Puntualissimi partono i Veterani e subito Graziano Bonalda, in sella alla sua Raschiani nera e gialla prende la testa della sua corsa e senza mai doversi preoccupare di guardarsi le spalle si produce in una performance delle sue e va a raccogliere i frutti di mesi e mesi di duro lavoro relegando al secondo posto un ottimo Domenico “Maciste” Agostinone e al terzo Dario Travaini. Il miglior gentleman di giornata è risultato ancora una volta il polivalente Massimo Berlusconi che anche oggi tramortisce la categoria con una scarica di allunghi e scatti e i soli Mauro Antonioli e Celestino Colla prima salvano l’onore e poi si domandano:” ma Berlusconi non doveva … prestare servizio ai servizi sociali?” Quattro gare e quattro vittorie, questo è l’impressionante ruolino di marcia del granatiere juonior Andrea Tombolato, portacolori dell’Emmebike  Orbea che sta vivendo un magico sogno iniziato a Pettenasco. Non svegliatelo! Molto bene anche il secondo arrivato, Francesco Formichi, solo 24’’ lo separano dal brivido biondo, un paio di minuti invece il ritardo di Alessandro Fumagalli e Federico Bianco arrivati nell’ordine.  

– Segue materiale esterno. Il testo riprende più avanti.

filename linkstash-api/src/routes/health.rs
/// Health check endpoint
///
/// Verifies the server is running and the database is reachable.
///
/// # Endpoint
///
/// ```text
/// GET /health
/// ```
///
/// # Response
///
/// ```json
/// {
///   "status": "healthy",
///   "version": "0.1.0",
///   "database": "connected"
/// }
/// ```
use crate::{app::AppState, error::ApiResult};
use axum::{extract::State, Json};
use serde::{Deserialize, Serialize};

/// Health check response
#[derive(Debug, Serialize, Deserialize)]
pub struct HealthResponse {
    /// Service status
    pub status: String,

    /// Application version
    pub version: String,

    /// Database status
    pub database: String,
}

/// Health check handler
pub async fn health_check(State(state): State<AppState>) -> ApiResult<Json<HealthResponse>> {
    let database_status = match sqlx::query("SELECT 1").fetch_one(&state.db).await {
        Ok(_) => "connected",
        Err(_) => "disconnected",
    };

    Ok(Json(HealthResponse {
        status: if database_status == "connected" {
            "healthy".to_string()
        } else {
            "degraded".to_string()
        },
        version: env!("CARGO_PKG_VERSION").to_string(),
        database: database_status.to_string(),
    }))
}
/// Bookmark model
#[derive(Debug, Clone, Serialize, Deserialize, sqlx::FromRow)]
#[serde(rename_all = "camelCase")]
pub struct Bookmark {
    /// Unique bookmark ID
    pub id: Uuid,

    /// Owner
    pub user_id: Uuid,

    /// Bookmarked URL, unique per user
    pub url: String,

    /// Title; falls back to the URL's hostname when nothing better is known
    pub title: String,

    /// Page description from the caller or the metadata fetch
    pub description: Option<String>,

    /// Free-form user note
    pub note: Option<String>,

    /// Cover image URL
    pub cover: Option<String>,

    /// Hostname derived from the URL at write time
    pub domain: Option<String>,

    /// Favorite flag
    pub is_favorite: bool,

    /// Containing collection; NULL after its collection is deleted
    pub collection_id: Option<Uuid>,

    /// When the bookmark was created
    pub created_at: DateTime<Utc>,

    /// When the bookmark was last updated
    pub updated_at: DateTime<Utc>,
}

/// Input for creating a bookmark
#[derive(Debug, Clone)]
pub struct CreateBookmark {
    /// Owner
    pub user_id: Uuid,

    /// Bookmarked URL
    pub url: String,

    /// Title (caller-supplied or hostname fallback; never empty)
    pub title: String,

    /// Optional description
    pub description: Option<String>,

    /// Optional note
    pub note: Option<String>,

    /// Optional cover image URL
    pub cover: Option<String>,

    /// Hostname derived from the URL
    pub domain: Option<String>,

    /// Favorite flag
    pub is_favorite: bool,

    /// Target collection (resolved by the handler; the user's unsorted
    /// collection when the caller names none)
    pub collection_id: Option<Uuid>,
}

/// Input for updating a bookmark
///
/// Only non-None fields are written. `collection_id` uses the double-Option
/// pattern: `Some(None)` clears it, `None` leaves it untouched.
#[derive(Debug, Clone, Default)]
pub struct UpdateBookmark {
    /// New title
    pub title: Option<String>,

    /// New URL; the handler re-derives `domain` alongside
    pub url: Option<String>,

    /// New description
    pub description: Option<String>,

    /// New note
    pub note: Option<String>,

    /// New cover URL
    pub cover: Option<String>,

    /// New domain (set together with url)
    pub domain: Option<String>,

    /// New favorite flag
    pub is_favorite: Option<bool>,

    /// New collection; `Some(None)` detaches the bookmark
    pub collection_id: Option<Option<Uuid>>,
}

/// Filters for the bookmark listing endpoint
#[derive(Debug, Clone, Default)]
pub struct BookmarkFilter {
    /// Only bookmarks in this collection
    pub collection_id: Option<Uuid>,

    /// Only favorites (or only non-favorites)
    pub is_favorite: Option<bool>,

    /// Case-insensitive substring match on title; `%`/`_` are escaped before
    /// the pattern is built
    pub search: Option<String>,

    /// Bookmark must carry ALL of these tags
    pub tag_ids: Vec<Uuid>,
}

/// Sort orders for the listing endpoint
#[derive(Debug, Clone, Copy, PartialEq, Eq, Default, Deserialize)]
#[serde(rename_all = "snake_case")]
pub enum BookmarkSort {
    /// Newest first (default)
    #[default]
    CreatedDesc,

    /// Oldest first
    CreatedAsc,

    /// Title A→Z
    TitleAsc,

    /// Title Z→A
    TitleDesc,
}

impl BookmarkSort {
    /// ORDER BY clause for this sort
    ///
    /// `id` breaks created_at ties so pagination stays stable.
    fn order_clause(&self) -> &'static str {
        match self {
            BookmarkSort::CreatedDesc => "created_at DESC, id",
            BookmarkSort::CreatedAsc => "created_at ASC, id",
            BookmarkSort::TitleAsc => "title ASC, id",
            BookmarkSort::TitleDesc => "title DESC, id",
        }
    }
}

/// Search hit returned by the global search endpoint
#[derive(Debug, Clone, Serialize, sqlx::FromRow)]
#[serde(rename_all = "camelCase")]
pub struct BookmarkSearchHit {
    pub id: Uuid,
    pub title: String,
    pub url: String,
    pub domain: Option<String>,
}

/// Escapes LIKE wildcards in user-supplied search text
///
/// Without this, a search for "100%" matches everything starting with "100".
pub fn escape_like(input: &str) -> String {
    input
        .replace('\\', "\\\\")
        .replace('%', "\\%")
        .replace('_', "\\_")
}

/// Appends the filter's WHERE fragments to `sql`, continuing from
/// `bind_count` binds already consumed, and returns the new count.
///
/// The caller must bind values in the same order:
/// collection_id, is_favorite, search pattern, tag_ids, tag count.
fn push_filter_sql(sql: &mut String, filter: &BookmarkFilter, mut bind_count: usize) -> usize {
    if filter.collection_id.is_some() {
        bind_count += 1;
        sql.push_str(&format!(" AND collection_id = ${}", bind_count));
    }
    if filter.is_favorite.is_some() {
        bind_count += 1;
        sql.push_str(&format!(" AND is_favorite = ${}", bind_count));
    }
    if filter.search.is_some() {
        bind_count += 1;
        sql.push_str(&format!(" AND title ILIKE ${}", bind_count));
    }
    if !filter.tag_ids.is_empty() {
        sql.push_str(&format!(
            " AND id IN (SELECT bookmark_id FROM bookmark_tags \
             WHERE tag_id = ANY(${}) \
             GROUP BY bookmark_id \
             HAVING COUNT(DISTINCT tag_id) = ${})",
            bind_count + 1,
            bind_count + 2
        ));
        bind_count += 2;
    }
    bind_count
}
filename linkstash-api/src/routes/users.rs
/// User profile endpoints
///
/// # Endpoints
///
/// - `GET /user/me` - the authenticated user's profile
/// - `GET /user/stats` - bookmark/collection/tag counts
/// - `PATCH /user/profile` - update display name and avatar
use crate::{
    app::AppState,
    error::{ApiError, ApiResult},
};
use axum::{extract::State, Extension, Json};
use linkstash_shared::auth::middleware::AuthContext;
use linkstash_shared::models::user::{UpdateProfile, User, UserStats};
use serde::Deserialize;
use validator::Validate;

/// Update profile request
#[derive(Debug, Deserialize, Validate)]
#[serde(rename_all = "camelCase")]
pub struct UpdateProfileRequest {
    #[validate(length(min = 1, max = 100, message = "Name must be 1-100 characters"))]
    pub name: Option<String>,

    #[validate(url(message = "Invalid avatar URL"), length(max = 1000))]
    pub avatar_url: Option<String>,
}

/// Current user endpoint handler
///
/// The auth layer already proved the token maps to a user id; a missing row
/// here means the account was deleted after the token was minted.
pub async fn me(
    State(state): State<AppState>,
    Extension(auth): Extension<AuthContext>,
) -> ApiResult<Json<User>> {
    let user = User::find_by_id(&state.db, auth.user_id)
        .await?
        .ok_or_else(|| ApiError::Unauthorized("Account no longer exists".to_string()))?;

    Ok(Json(user))
}

/// User stats endpoint handler
pub async fn stats(
    State(state): State<AppState>,
    Extension(auth): Extension<AuthContext>,
) -> ApiResult<Json<UserStats>> {
    let stats = User::stats(&state.db, auth.user_id).await?;
    Ok(Json(stats))
}

/// Update profile endpoint handler
pub async fn update_profile(
    State(state): State<AppState>,
    Extension(auth): Extension<AuthContext>,
    Json(req): Json<UpdateProfileRequest>,
) -> ApiResult<Json<User>> {
    req.validate()?;

    let user = User::update_profile(
        &state.db,
        auth.user_id,
        UpdateProfile {
            name: req.name,
            avatar_url: req.avatar_url,
        },
    )
    .await?
    .ok_or_else(|| ApiError::Unauthorized("Account no longer exists".to_string()))?;

    Ok(Json(user))
}
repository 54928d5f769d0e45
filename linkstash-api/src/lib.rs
//! # Linkstash API Server Library
//!
//! Core functionality for the Linkstash API server: a personal bookmark
//! manager with collections, tags, search, and an archive-then-delete
//! bookmark lifecycle.
//!
//! ## Modules
//!
//! - `app`: Application state and router builder
//! - `config`: Configuration management
//! - `error`: Error handling and HTTP response mapping
//! - `metadata`: Page metadata fetching for bookmark enrichment
//! - `routes`: API route handlers

pub mod app;
pub mod config;
pub mod error;
pub mod metadata;
pub mod middleware;
pub mod routes;
/// User model and database operations
///
/// Users own every other entity in the system. Accounts are created through
/// the registration endpoint, which also seeds the two reserved system
/// collections; that seeding is part of the registration contract, not of
/// this model.
///
/// # Schema
///
/// ```sql
/// CREATE TABLE users (
///     id UUID PRIMARY KEY DEFAULT gen_random_uuid(),
///     email VARCHAR(255) NOT NULL UNIQUE,
///     password_hash VARCHAR(255) NOT NULL,
///     name VARCHAR(255),
///     avatar_url VARCHAR(1000),
///     created_at TIMESTAMPTZ NOT NULL DEFAULT NOW(),
///     updated_at TIMESTAMPTZ NOT NULL DEFAULT NOW(),
///     last_login_at TIMESTAMPTZ
/// );
/// ```
use chrono::{DateTime, Utc};
use serde::{Deserialize, Serialize};
use sqlx::PgPool;
use uuid::Uuid;

/// User model representing an account
///
/// Passwords are stored as Argon2id hashes, never in plaintext, and the hash
/// is never serialized into responses.
#[derive(Debug, Clone, Serialize, Deserialize, sqlx::FromRow)]
#[serde(rename_all = "camelCase")]
pub struct User {
    /// Unique user ID (UUID v4)
    pub id: Uuid,

    /// Email address, stored lowercased, unique across all users
    pub email: String,

    /// Argon2id password hash
    #[serde(skip_serializing)]
    pub password_hash: String,

    /// Optional display name
    pub name: Option<String>,

    /// Optional avatar URL
    pub avatar_url: Option<String>,

    /// When the account was created
    pub created_at: DateTime<Utc>,

    /// When the account was last updated
    pub updated_at: DateTime<Utc>,

    /// When the user last logged in (None if never)
    pub last_login_at: Option<DateTime<Utc>>,
}

/// Input for creating a new user
#[derive(Debug, Clone)]
pub struct CreateUser {
    /// Email address (stored lowercased)
    pub email: String,

    /// Argon2id password hash (NOT a plaintext password)
    pub password_hash: String,

    /// Optional display name
    pub name: Option<String>,

    /// Optional avatar URL
    pub avatar_url: Option<String>,
}

/// Input for updating a user's profile
///
/// Only non-None fields are written.
#[derive(Debug, Clone, Default)]
pub struct UpdateProfile {
    /// New display name
    pub name: Option<String>,

    /// New avatar URL
    pub avatar_url: Option<String>,
}

/// Aggregate counts for a user's data, served by GET /user/stats
#[derive(Debug, Clone, Serialize, Deserialize, sqlx::FromRow)]
pub struct UserStats {
    /// Number of bookmarks
    pub bookmarks: i64,

    /// Number of collections (system collections included)
    pub collections: i64,

    /// Number of tags
    pub tags: i64,
}

impl User {
    /// Creates a new user
    ///
    /// # Errors
    ///
    /// Surfaces the unique-email violation as a database error; callers map
    /// it to a 409.
    pub async fn create(pool: &PgPool, data: CreateUser) -> Result<Self, sqlx::Error> {
        let user = sqlx::query_as::<_, User>(
            r#"
            INSERT INTO users (email, password_hash, name, avatar_url)
            VALUES (LOWER($1), $2, $3, $4)
            RETURNING id, email, password_hash, name, avatar_url,
                      created_at, updated_at, last_login_at
            "#,
        )
        .bind(data.email)
        .bind(data.password_hash)
        .bind(data.name)
        .bind(data.avatar_url)
        .fetch_one(pool)
        .await?;

        Ok(user)
    }

    /// Finds a user by ID
    pub async fn find_by_id(pool: &PgPool, id: Uuid) -> Result<Option<Self>, sqlx::Error> {
        let user = sqlx::query_as::<_, User>(
            r#"
            SELECT id, email, password_hash, name, avatar_url,
                   created_at, updated_at, last_login_at
            FROM users
            WHERE id = $1
            "#,
        )
        .bind(id)
        .fetch_optional(pool)
        .await?;

        Ok(user)
    }

    /// Finds a user by email address (case-insensitive)
    pub async fn find_by_email(pool: &PgPool, email: &str) -> Result<Option<Self>, sqlx::Error> {
        let user = sqlx::query_as::<_, User>(
            r#"
            SELECT id, email, password_hash, name, avatar_url,
                   created_at, updated_at, last_login_at
            FROM users
            WHERE email = LOWER($1)
            "#,
        )
        .bind(email)
        .fetch_optional(pool)
        .await?;

        Ok(user)
    }

    /// Updates profile fields (name, avatar)
    ///
    /// Only non-None fields are written; `updated_at` is always refreshed.
    /// Returns the updated user, or None if the id doesn't exist.
    pub async fn update_profile(
        pool: &PgPool,
        id: Uuid,
        data: UpdateProfile,
    ) -> Result<Option<Self>, sqlx::Error> {
        let mut query = String::from("UPDATE users SET updated_at = NOW()");
        let mut bind_count = 1;

        if data.name.is_some() {
            bind_count += 1;
            query.push_str(&format!(", name = ${}", bind_count));
        }
        if data.avatar_url.is_some() {
            bind_count += 1;
            query.push_str(&format!(", avatar_url = ${}", bind_count));
        }

        query.push_str(
            " WHERE id = $1 RETURNING id, email, password_hash, name, avatar_url, \
             created_at, updated_at, last_login_at",
        );

        let mut q = sqlx::query_as::<_, User>(&query).bind(id);

        if let Some(name) = data.name {
            q = q.bind(name);
        }
        if let Some(avatar_url) = data.avatar_url {
            q = q.bind(avatar_url);
        }

        let user = q.fetch_optional(pool).await?;

        Ok(user)
    }

    /// Updates the last login timestamp, called after successful
    /// authentication
    pub async fn update_last_login(pool: &PgPool, id: Uuid) -> Result<bool, sqlx::Error> {
        let result = sqlx::query("UPDATE users SET last_login_at = NOW() WHERE id = $1")
            .bind(id)
            .execute(pool)
            .await?;

        Ok(result.rows_affected() > 0)
    }

    /// Counts the user's bookmarks, collections, and tags in one round trip
    pub async fn stats(pool: &PgPool, id: Uuid) -> Result<UserStats, sqlx::Error> {
        let stats = sqlx::query_as::<_, UserStats>(
            r#"
            SELECT
                (SELECT COUNT(*) FROM bookmarks WHERE user_id = $1) AS bookmarks,
                (SELECT COUNT(*) FROM collections WHERE user_id = $1) AS collections,
                (SELECT COUNT(*) FROM tags WHERE user_id = $1) AS tags
            "#,
        )
        .bind(id)
        .fetch_one(pool)
        .await?;

        Ok(stats)
    }
}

Continua l’infinito duello tra Alessandro Maiuolo e Marchino Colombo, brillantissimi senior e protagonisti assoluti del nostro master di MTB, ormai, maturi per abitare nei piani alti del panorama nazionale.  Stavolta è Maiuolo show e in 1h, 42’e 39’’ chiude la pratica e stabilisce il  miglior tempo assoluto nonostante sia partito dalle retrovie ma Marco Colombo c’è, eccome se c’è e la sua sagoma si materializza  pochi secondi dopo, 38’’ per l'esattezza,  dall’arrivo del “Battistella” che  non è nuovo a questi exploit. Terzo posto per Davide Belletti e appena giù dal podio Giorgione Rusca. Sul ponte di comando dei Super “A” c’è sempre lo stesso ammiraglio: Lucio Pirozzini, esperto e … navigato che prende il comando come a dire: vi indico la rotta, solo che non fa mai passare nessuno, nemmeno il suo fido compagno Aldo Allegranza che a fine corsa corre al capezzale della madre gravemente  malata. Fra i due una faccia nota, quel Marco Ciccardi che in passato ha avuto una spiccata visione della vittoria ma chi non finisce più di stupire è il super “B” Franco Bertona, che forse non avrà una grande tecnica, anzi, è piuttosto impacciato nel … guidato, ma come forza è un bisonte della strada, anzi, del  “fuoristrada” e le sta vincendo tutte con distacchi davvero notevoli e il bello è che anche i battuti, oggi Fausto Bellotti e Matteo Petrucci, sono i primi a complimentarsi col lui perché Franco Bertona, Fraberto per gli amici, è un esempio, un modello da clonare, come da clonare sarebbe il Primavera 2 Simone Ballini, capace di saltare da una vittoria all’altra come un coala, nessuno riesce a farlo  … cadere e intanto nonno Battista stappa un’altra bottiglia di quello buono.

Idem per l’altro Primavera , quello 1, Robertino Sartore. La donna “A” Serena Mensa? Non ho buone sensazioni, ho dormito poco, ho fatto le ore piccole. Così ci diceva poco prima della partenza, poi in gara si trasforma in una tigre della Malesia e per vedere arrivare  Alessia Della Valle, la seconda classificata,  dobbiamo aspettare quasi dieci minuti. E meno male che aveva i bioritmi  … sballati. Chi non  fa calcoli invece è Super Simo Etossi che in maglia tricolore non si fa prendere dall’ansia , va all’attacco e mette le mani sulla sua ennesima roboante affermazione e per Sabrina Bellatti, Clara Perletti e Stefy Trezzi  non rimane che sterilizzare il podio. Termina anche questa bellissima gara che il G.S Cavallirio archivia col sorriso stampato in faccia e in sede di premiazione tutti hanno parole di elogio per il giovane e sportivissimo sindaco Alessio Joppa e per gli amici di sempre :Erga, vini Barbaglia, Cantine Roggiotto e Fontaneto Ravioli per la gentile collaborazione e Gregorio Sottocorna per il gustosissimo pacco gara.